Ecco «Ritratto d’uomo» L’avventurosa storia della scultura di Martini
Non ha percorso tanta strada per arrivare nella sede che ora la ospita, la splendida opera di Arturo Martini, intitolata Ritratto d’uomo, accolta e celebrata ieri da una conferenza del professor Nico Stringa, studioso autorevole delle opere martiniane. Era rimasta per un centinaio d’anni dimenticata su un’alto ripiano di una autorimessa cittadina, proprietà consapevole ma poco accudita di una famiglia trevigiana.
Ora è stata acquistata dal Museo Bailo per entrare a far parte della più ricca collezione pubblica di opere – tra sculture, ceramiche, incisioni e disegni - dello scultore, morto proprio il 22 marzo del 1947.
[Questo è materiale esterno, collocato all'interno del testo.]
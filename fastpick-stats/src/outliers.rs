//! Outlier Detection
//!
//! A JS candidate's timing samples regularly contain GC pauses and JIT-less
//! interpreter hiccups. Those samples are fenced out of the mean (so they do
//! not distort throughput) but are kept for min/max/percentiles.

use crate::percentiles::compute_percentile;

/// Method for outlier detection
#[derive(Debug, Clone, Copy, PartialEq, Default)]
pub enum OutlierMethod {
    /// Tukey fence: outliers fall outside [Q1 - k*IQR, Q3 + k*IQR]
    Iqr {
        /// Fence multiplier
        k: f64,
    },
    /// Keep every sample
    #[default]
    None,
}

impl OutlierMethod {
    /// Standard Tukey fence (k = 1.5)
    pub const TUKEY: OutlierMethod = OutlierMethod::Iqr { k: 1.5 };
}

/// Result of outlier analysis
#[derive(Debug, Clone)]
pub struct OutlierAnalysis {
    /// Samples with outliers removed
    pub cleaned_samples: Vec<f64>,
    /// Number of samples below the lower fence
    pub low_outliers: usize,
    /// Number of samples above the upper fence
    pub high_outliers: usize,
}

impl OutlierAnalysis {
    /// Total number of fenced samples
    pub fn outlier_count(&self) -> usize {
        self.low_outliers + self.high_outliers
    }
}

/// Detect outliers in `samples` using `method`.
pub fn detect_outliers(samples: &[f64], method: OutlierMethod) -> OutlierAnalysis {
    let k = match method {
        OutlierMethod::Iqr { k } if samples.len() >= 4 => k,
        _ => {
            return OutlierAnalysis {
                cleaned_samples: samples.to_vec(),
                low_outliers: 0,
                high_outliers: 0,
            };
        }
    };

    let q1 = compute_percentile(samples, 25.0);
    let q3 = compute_percentile(samples, 75.0);
    let iqr = q3 - q1;
    let lower = q1 - k * iqr;
    let upper = q3 + k * iqr;

    let mut analysis = OutlierAnalysis {
        cleaned_samples: Vec::with_capacity(samples.len()),
        low_outliers: 0,
        high_outliers: 0,
    };
    for &sample in samples {
        if sample < lower {
            analysis.low_outliers += 1;
        } else if sample > upper {
            analysis.high_outliers += 1;
        } else {
            analysis.cleaned_samples.push(sample);
        }
    }
    analysis
}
L’opera, un gesso del 1910, portava evidenti segni di degrado superficiale, a causa di uno spesso strato di sporco depositatosi sulla patina bianca del manufatto; grazie all’attento restauro di Pino Dinetto, finanziato dall’associazione Amici dei Musei di Treviso, la «pelle» martiniana è tornata a rilucere. L’opera ritrovata, che ora si può ammirare proprio accanto alla scultura «gemella» – per dimensioni, periodo e stile – denominata L’ubriaco, fu creata da Martini, quando, al ritorno da Monaco, dove aveva conosciuto l’arte della secessione, riversa entusiasmo e esperienza dell’arte nuova in opere dal forte effetto espressionista. Sono quelli gli anni del sodalizio artistico e esistenziale con Gino Rossi che con la sua pittura innovativa, radicale per struttura compositiva dal formidabile effetto plastico, influirà sensibilmente sulla poetica martiniana, influenza ricusata in seguito da Martini. La coppia di teste esposte al Bailo, coeve, sono infatti da accreditarsi alla suggestione esercitata su Martini dalla mostra organizzata da Barbantini a Ca’ Pesaro, dove erano esposti capolavori di Gino Rossi quali La fanciulla con il fiore e Il muto. Rossi e Martini, legati anche dall’anno della morte, il 1947, sono ricordati da Giovanni Comisso nel romanzo I due compagni del 1936 – ora ripubblicato da Santi Quaranta editore: due destini
artistici paralleli, due uomini «contro», segnati dalla ribellione al classicismo, dalla insofferenza al gusto comune, da una vaga vena anarchica.
La vita destinerà a Rossi una sorte terribile: vent’anni di degenza manicomiale e di abbandono e il silenzio, anzi il mutismo artistico. Per Martini invece il successo arriverà con il fascismo: molte commesse pubbliche per la sua arte che aveva elaborato uno stile personalissimo, illuminato dalla riscoperta della statuaria etrusca, improntato alla costante ricerca formale – per citare parole dello scultore oggi ritenuto tra i più geniali del Novecento – «di raggiungere l’equilibrio attraverso lo squilibrio».